Aos filhos cabe fingir
felicidade – e, como não conseguem, passam a exigir cada vez mais de tudo,
especialmente coisas materiais, já que estas são as mais fáceis de alcançar – e
aos pais cabe fingir ter a possibilidade de garantir a felicidade, o que sabem
intimamente que é uma mentira porque a sentem na própria pele dia após dia. É
pelos objetos de consumo que a novela familiar tem se desenrolado, onde os pais
fazem de conta que dão o que ninguém pode dar, e os filhos simulam receber o
que só eles podem buscar. E por isso logo é preciso criar uma nova demanda para
manter o jogo funcionando.
O resultado disso é pais
e filhos angustiados, que vão conviver uma vida inteira, mas se desconhecem. E,
portanto, estão perdendo uma grande chance. Todos sofrem muito nesse teatro de
desencontros anunciados. E mais sofrem porque precisam fingir que existe uma
vida em que se pode tudo. E acreditar que se pode tudo é o atalho mais rápido
para alcançar não a frustração que move, mas aquela que paralisa.
Quando converso com
esses jovens no parapeito da vida adulta, com suas imensas possibilidades e
riscos tão grandiosos quanto, percebo que precisam muito de realidade. Com tudo
o que a realidade é. Sim, assumir a narrativa da própria vida é para quem tem
coragem. Não é complicado porque você vai ter competidores com habilidades
iguais ou superiores a sua, mas porque se tornar aquilo que se é, buscar a
própria voz, é escolher um percurso pontilhado de desvios e sem nenhuma certeza
de chegada.
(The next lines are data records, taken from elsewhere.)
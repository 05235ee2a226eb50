//! End-to-end tests driving the runtime through its C ABI, the way
//! compiled Rill programs do.

use std::ffi::{CStr, CString, c_char};

use rill_runtime::*;

fn c(text: &str) -> CString {
    CString::new(text).unwrap()
}

unsafe fn string_text(s: *mut RtString) -> String {
    unsafe { CStr::from_ptr(string_as_str(s)) }
        .to_string_lossy()
        .into_owned()
}

#[test]
fn test_runtime_self_checks() {
    assert_eq!(vec_runtime_test(), 1);
    assert_eq!(hashmap_runtime_test(), 1);
}

#[test]
fn test_word_count_pipeline() {
    // Split a line into words, count occurrences in a map, record seen
    // words in a set: the shape of a compiled text-processing program.
    unsafe {
        let line = string_from(c("the quick the lazy the dog").as_ptr());
        let words = string_split(line, c(" ").as_ptr());
        assert_eq!((*words).len, 6);

        let counts = hashmap_new();
        let seen = hashset_new();
        for i in 0..(*words).len {
            let word = *(*words).data.add(i);
            // Key words by their length for the integer-keyed map
            let key = string_len(word);
            let current = hashmap_get(counts, key);
            hashmap_insert(counts, key, current + 1);
            hashset_insert(seen, key);
        }

        // "the" (3), "quick"/"lazy" -- lengths 3,5,3,4,3,3
        assert_eq!(hashmap_get(counts, 3), 4);
        assert_eq!(hashmap_get(counts, 5), 1);
        assert_eq!(hashmap_get(counts, 4), 1);
        assert_eq!(hashmap_get(counts, 9), 0);
        assert!(hashset_contains(seen, 3));
        assert!(!hashset_contains(seen, 9));

        string_array_free(words);
        string_free(line);
        hashmap_free(counts);
        hashset_free(seen);
    }
}

#[test]
fn test_report_formatting_pipeline() {
    unsafe {
        let vec = vec_f32_new();
        for v in [1.5f32, 2.0, 0.5] {
            vec_f32_push(vec, v);
        }
        let total = vec_f32_simd_sum(vec);
        let report = string_format_f32(c("total={}").as_ptr(), total);
        assert_eq!(string_text(report), "total=4");

        let labeled = string_format(c("sum: {}").as_ptr(), string_as_str(report));
        assert_eq!(string_text(labeled), "sum: total=4");

        vec_f32_free(vec);
        string_free(report);
        string_free(labeled);
    }
}

#[test]
fn test_file_round_trip_through_string_ops() {
    unsafe {
        let dir = tempfile::TempDir::new().unwrap();
        let path = c(dir.path().join("report.txt").to_str().unwrap());

        let out = file_create(path.as_ptr());
        assert!(!out.is_null());
        let header = string_format_i32(c("count={}").as_ptr(), 3);
        file_write(out, string_as_str(header));
        file_write(out, c"\nalpha,beta,gamma\n".as_ptr());
        string_free(header);
        file_free(out);

        assert_eq!(file_exists(path.as_ptr()), 1);
        assert_eq!(file_size(path.as_ptr()), 25);

        let input = file_open(path.as_ptr(), c("r").as_ptr());
        let first = file_read_line(input);
        assert_eq!(CStr::from_ptr(first).to_bytes(), b"count=3");

        let second = file_read_line(input);
        let row = string_from(second);
        let fields = string_split(row, c(",").as_ptr());
        assert_eq!((*fields).len, 3);
        assert_eq!(string_text(*(*fields).data.add(1)), "beta");

        string_concat_free(first);
        string_concat_free(second);
        string_free(row);
        string_array_free(fields);
        file_free(input);
    }
}

#[test]
fn test_parse_count_from_header() {
    unsafe {
        let header = string_from(c("count=42").as_ptr());
        let eq = string_find(header, c("=").as_ptr());
        assert_eq!(eq, 5);
        let value = string_substring(header, eq + 1, string_len(header));
        assert_eq!(string_to_i32(value), 42);
        string_free(header);
        string_free(value);
    }
}

#[test]
fn test_cli_defaults_without_init() {
    // This process never calls cli_init, so parsing sees an empty vector
    // and falls back to the defaults.
    unsafe {
        assert_eq!(get_command_line_arg_count(), 0);
        assert!(get_command_line_arg(0).is_null());
        assert!(get_command_line_args().is_null());
        assert_eq!(is_help_requested(), 0);

        let cli = parse_cli_args();
        assert!(!cli.is_null());
        assert_eq!(CStr::from_ptr((*cli).input_file).to_bytes(), b"input.pgm");
        assert_eq!(CStr::from_ptr((*cli).output_file).to_bytes(), b"output.pgm");
        assert_eq!(CStr::from_ptr((*cli).filter_type).to_bytes(), b"brightness");
        assert_eq!((*cli).brightness, 50);
        assert_eq!((*cli).valid, 1);
        free_cli_args(cli);
    }
}

#[test]
fn test_timing_wraps_work() {
    let start = get_time_microseconds();
    let mut acc = 0i64;
    for i in 0..1000 {
        acc += i;
    }
    let elapsed = get_time_microseconds() - start;
    assert!(acc > 0);
    assert!(elapsed >= 0);
    assert!(get_memory_usage() > 0);
}

#[test]
fn test_null_tolerance_across_components() {
    unsafe {
        vec_free(std::ptr::null_mut());
        vec_f32_free(std::ptr::null_mut());
        hashmap_free(std::ptr::null_mut());
        hashset_free(std::ptr::null_mut());
        string_free(std::ptr::null_mut());
        string_array_free(std::ptr::null_mut());
        file_free(std::ptr::null_mut());
        free_command_line_arg(std::ptr::null_mut());
        free_command_line_args(std::ptr::null_mut());
        free_cli_args(std::ptr::null_mut());

        assert!(vec_f32_simd_add(std::ptr::null_mut(), std::ptr::null_mut()).is_null());
        assert_eq!(string_equals(std::ptr::null_mut(), std::ptr::null_mut()), 1);
    }
}

#[test]
fn test_string_handles_cross_the_raw_boundary() {
    unsafe {
        let left: *const c_char = c"path/".as_ptr();
        let joined = string_concat(left, c"to/file".as_ptr());
        let s = string_from(joined);
        string_concat_free(joined);
        assert_eq!(string_text(s), "path/to/file");
        assert_eq!(string_starts_with(s, c("path").as_ptr()), 1);
        assert_eq!(string_ends_with(s, c("file").as_ptr()), 1);
        string_free(s);
    }
}
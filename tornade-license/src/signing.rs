//! HMAC-SHA256 helpers shared by key checksums and activation tokens.

use crate::config::LicenseSecret;
use hmac::{Hmac, Mac};
use sha2::Sha256;

type HmacSha256 = Hmac<Sha256>;

/// Length of a key checksum in hex characters.
pub const CHECKSUM_LEN: usize = 4;

/// Returns `HMAC-SHA256(secret, message)` as uppercase hex (64 chars).
pub(crate) fn hmac_hex_upper(secret: &LicenseSecret, message: &str) -> String {
    let mut mac = HmacSha256::new_from_slice(secret.as_bytes())
        .expect("HMAC-SHA256 accepts keys of any length");
    mac.update(message.as_bytes());
    hex::encode_upper(mac.finalize().into_bytes())
}

/// Checksum embedded as the last segment of a license key.
pub(crate) fn checksum(secret: &LicenseSecret, payload: &str) -> String {
    let mut digest = hmac_hex_upper(secret, payload);
    digest.truncate(CHECKSUM_LEN);
    digest
}

#[cfg(test)]
mod tests {
    use super::*;

    fn secret() -> LicenseSecret {
        LicenseSecret::new("s3cret").unwrap()
    }

    #[test]
    fn fixed_vector_checksum() {
        assert_eq!(checksum(&secret(), "AAAAAAAA-BBBBBBBB-CCCCCCCC"), "1038");
    }

    #[test]
    fn digest_is_full_uppercase_hex() {
        let digest = hmac_hex_upper(&secret(), "AAAAAAAA-BBBBBBBB-CCCCCCCC");
        assert_eq!(digest.len(), 64);
        assert!(digest.starts_with("1038DC35"));
        assert!(digest.chars().all(|c| c.is_ascii_digit() || c.is_ascii_uppercase()));
    }
}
É viver com dúvidas e ter de responder pelas próprias escolhas. Mas
é nesse movimento que a gente vira gente grande.
Seria muito bacana que
os pais de hoje entendessem que tão importante quanto uma boa escola ou um
curso de línguas ou um Ipad é dizer de vez em quando: “Te vira, meu filho. Você
sempre poderá contar comigo, mas essa briga é tua”. Assim como sentar para
jantar e falar da vida como ela é: “Olha, meu dia foi difícil” ou “Estou com dúvidas,
estou com medo, estou confuso” ou “Não sei o que fazer, mas estou tentando
descobrir”. Porque fingir que está tudo bem e que tudo pode significa dizer ao
seu filho que você não confia nele nem o respeita, já que o trata como um
imbecil, incapaz de compreender a matéria da existência. É tão ruim quanto
ligar a TV em volume alto o suficiente para que nada que ameace o frágil
equilíbrio doméstico possa ser dito.
Agora, se os pais
mentiram que a felicidade é um direito e seu filho merece tudo simplesmente por
existir, paciência. De nada vai adiantar choramingar ou emburrar ao descobrir
que vai ter de conquistar seu espaço no mundo sem nenhuma garantia. O melhor a
fazer é ter a coragem de escolher. Seja a escolha de lutar pelo seu desejo – ou
para descobri-lo –, seja a de abrir mão dele. E não culpar ninguém porque
eventualmente não deu certo, porque com certeza vai dar errado muitas vezes. Ou
transferir para o outro a responsabilidade pela sua desistência.
Crescer é compreender
que o fato de a vida ser falta não a torna menor. Sim, a vida é insuficiente.
Mas é o que temos. E é melhor não perder tempo se sentindo injustiçado porque
um dia ela acaba.
Eliana
Brum – jornalista, escritora e documentarista.